- Nisarg Joshi
- Arpitha Raghunandan
- Aditya Sohoni
- Suhas K S
Tor which stands for The Onion Routing protocol is commonly associated with the dark web and thought of as some browser that can hide your activity and help you connect to this deeper layer of the web. Well, it’s not entirely wrong as a description but that is just a very surface-level understanding of Tor. This blog post will try to get in technical depth and try to break down Tor’s inner workings and how you can too design and implement Tor just like we did as a part of this project.
TOR as a Protocol
Tor, which stands for The onion router or The onion routing protocol, is simply that - a Protocol. It’s simply a network protocol just like HTTP or FTP or something similar that enables communication between hosts and has various properties.
The world of networking is full of protocols and layers and it’s easy to get lost in this.
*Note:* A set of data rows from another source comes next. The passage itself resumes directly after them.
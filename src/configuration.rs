use crate::{email_client::EmailClient, pix::PixCode};
use secrecy::{ExposeSecret, Secret};
use serde::Deserialize;
use serde_aux::field_attributes::deserialize_number_from_string;
use sqlx::{
    postgres::{PgConnectOptions, PgSslMode},
    ConnectOptions,
};
use std::time::Duration;
use tracing_log::log::LevelFilter;

#[derive(Deserialize)]
pub struct Settings {
    pub application: ApplicationSettings,
    pub database: DatabaseSettings,
    pub email_client: EmailClientSettings,
    pub payment: PaymentSettings,
}

#[derive(Deserialize)]
pub struct ApplicationSettings {
    pub host: String,
    #[serde(deserialize_with = "deserialize_number_from_string")]
    pub port: u16,
}

#[derive(Deserialize)]
pub struct DatabaseSettings {
    pub host: String,
    #[serde(deserialize_with = "deserialize_number_from_string")]
    pub port: u16,
    pub username: String,
    pub password: Secret<String>,
    pub database_name: String,
    pub require_ssl: bool,
}

impl DatabaseSettings {
    pub fn with_db(&self) -> PgConnectOptions {
        self.without_db()
            .database(&self.database_name)
            .log_statements(LevelFilter::Trace)
    }

    pub fn without_db(&self) -> PgConnectOptions {
        let ssl_mode = if self.require_ssl {
            PgSslMode::Require
        } else {
            PgSslMode::Prefer
        };

        PgConnectOptions::new()
            .host(&self.host)
            .port(self.port)
            .username(&self.username)
            .password(self.password.expose_secret())
            .ssl_mode(ssl_mode)
    }
}

#[derive(Deserialize)]
pub struct EmailClientSettings {
    pub base_url: String,
    pub sender_email: String,
    pub authorization_token: Secret<String>,
    pub timeout_milliseconds: u64,
}

impl EmailClientSettings {
    pub fn client(&self) -> EmailClient {
        EmailClient::new(
            self.base_url.clone(),
            self.sender_email.clone(),
            self.authorization_token.clone(),
            self.timeout(),
        )
    }

    pub fn timeout(&self) -> Duration {
        Duration::from_millis(self.timeout_milliseconds)
    }
}

/// PIX recipient data, book pricing and the eBook link. The PIX key is
/// payment routing information shown to users, not a secret.
#[derive(Clone, Deserialize)]
pub struct PaymentSettings {
    pub pix_key: String,
    pub merchant_name: String,
    pub merchant_city: String,
    pub unit_price: f64,
    pub download_url: String,
}

impl PaymentSettings {
    pub fn pix_code(&self) -> PixCode {
        PixCode::new(
            self.pix_key.clone(),
            self.merchant_name.clone(),
            self.merchant_city.clone(),
        )
    }
}

pub fn get_configuration() -> Result<Settings, config::ConfigError> {
    let config_dir = std::env::current_dir()
        .map(|dir| dir.join("configuration"))
        .expect("Failed to determine the current directory");

    let environment: Environment = std::env::var("APP_ENVIRONMENT")
        .unwrap_or_else(|_| "local".into())
        .try_into()
        .expect("Failed to parse app environment");

    let env_config = format!("{}.yaml", environment.as_str());

    let settings = config::Config::builder()
        .add_source(config::File::from(config_dir.join("base.yaml")))
        .add_source(config::File::from(config_dir.join(env_config)))
        .add_source(
            config::Environment::with_prefix("APP")
                .prefix_separator("_")
                .separator("__"),
        )
        .build()?;

    settings.try_deserialize()
}

pub enum Environment {
    Local,
    Production,
}

impl Environment {
    fn as_str(&self) -> &'static str {
        match self {
            Environment::Local => "local",
            Environment::Production => "production",
        }
    }
}

impl TryFrom<String> for Environment {
    type Error = String;

    fn try_from(s: String) -> Result<Self, Self::Error> {
        match s.to_lowercase().as_str() {
            "local" => Ok(Environment::Local),
            "production" => Ok(Environment::Production),
            other => Err(format!(
                "`{other}` is not a supported environment. Use either `local` or `production`."
            )),
        }
    }
}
Hence we assume a basic understanding of networking and communication, knowing basics like the OSI model, TCP/IP stack and basic concepts.
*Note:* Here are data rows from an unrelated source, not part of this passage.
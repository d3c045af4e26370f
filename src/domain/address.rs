/// Shipping address attached to a purchase submission.
///
/// Every field except `address_line2` is required by the form.
#[derive(Debug, Clone, PartialEq, Eq)]
pub struct Address {
    pub postal_code: String,
    pub address_line1: String,
    pub address_line2: Option<String>,
    pub district: String,
    pub city: String,
    pub state: String,
    pub country: String,
}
So Tor being just a protocol works at the application layer like HTTP. Hence it is not part of the kernel-level network stack and can be easily implemented if we know the specification of the protocol. Every protocol is designed with certain properties in mind, in the same way, Tor is designed with following in mind:
- It is supposed to operate as a network overlay protocol. This means it is supposed to form an overlay network on top of existing network traffic which can use any application layer protocol underneath(like HTTP, FTP, SSH and so on)
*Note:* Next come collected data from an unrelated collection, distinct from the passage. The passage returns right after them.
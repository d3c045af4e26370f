use anyhow::Context;
use treuss::{
    configuration::get_configuration,
    startup::Application,
    telemetry::{get_subscriber, init_subscriber},
};

#[tokio::main]
async fn main() -> Result<(), anyhow::Error> {
    let subscriber = get_subscriber("treuss", "info", std::io::stdout);
    init_subscriber(subscriber);

    let config = get_configuration().context("Failed to read configuration")?;

    let app = Application::build(config)
        .await
        .context("Failed to build the application")?;
    app.run_until_stopped()
        .await
        .context("The server terminated with an error")?;

    Ok(())
}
- It operates over a network of nodes and creates virtual circuits through this tor network which allow routing of traffic through the virtual circuits
- Through its design of virtual circuits and use of cryptographic protocols, it helps in creating secure channels of information transmission that gives the tor network the lucrative anonymity that it promises. Hence it is designed for anonymous transfer of data between client and end host.
We will deconstruct how Tor works and achieves these properties and how all this ties to the dark web and hidden onion services.
TOR: Components that make it work
From a design point of view, tor protocol has 3 parties involved:
- The Tor Client which we call the Onion Proxy
- The Tor Router which is also called Onion Router.
- The End Host/Destination
- The Tor message which is also called the Tor Cell
Tor Client/Onion Proxy
The onion proxy is the piece of Tor component that runs as a part of the Tor browser that you download. It facilitates any client to connect to the dark web and access the overlay network operated by Tor. The Proxy component takes your vanilla HTTP traffic(for example) and wraps it into Tor traffic and sends it across the Tor network for anonymous communication. For you, as a client, it still feels like any other normal browsing experience.
The reason why it is called a proxy is that it behaves as a proxy to your normal web traffic communication. It actually is a SOCKS proxy and operates at the SOCKS layer(but let’s not get into this detail).
The onion proxy is also the one that builds a virtual circuit for communication, sets up the circuit and starts the transmission of data back and forth. This virtual circuit is created on the Tor network using the next component we will talk about which are the Tor routers/onion routers.
Tor router/Onion Router
This part of the tor protocol is the heart of the overlay network that Tor creates for communication. When you download the Tor Browser, you have an option to configure yourself as a Tor Node, which is precisely the onion router. The onion router is the process which makes your machine/host act as a router in the tor network. If you chose to run your machine as a Tor node, then you are permitting Tor to use your machine as a part of the overlay network that Tor creates.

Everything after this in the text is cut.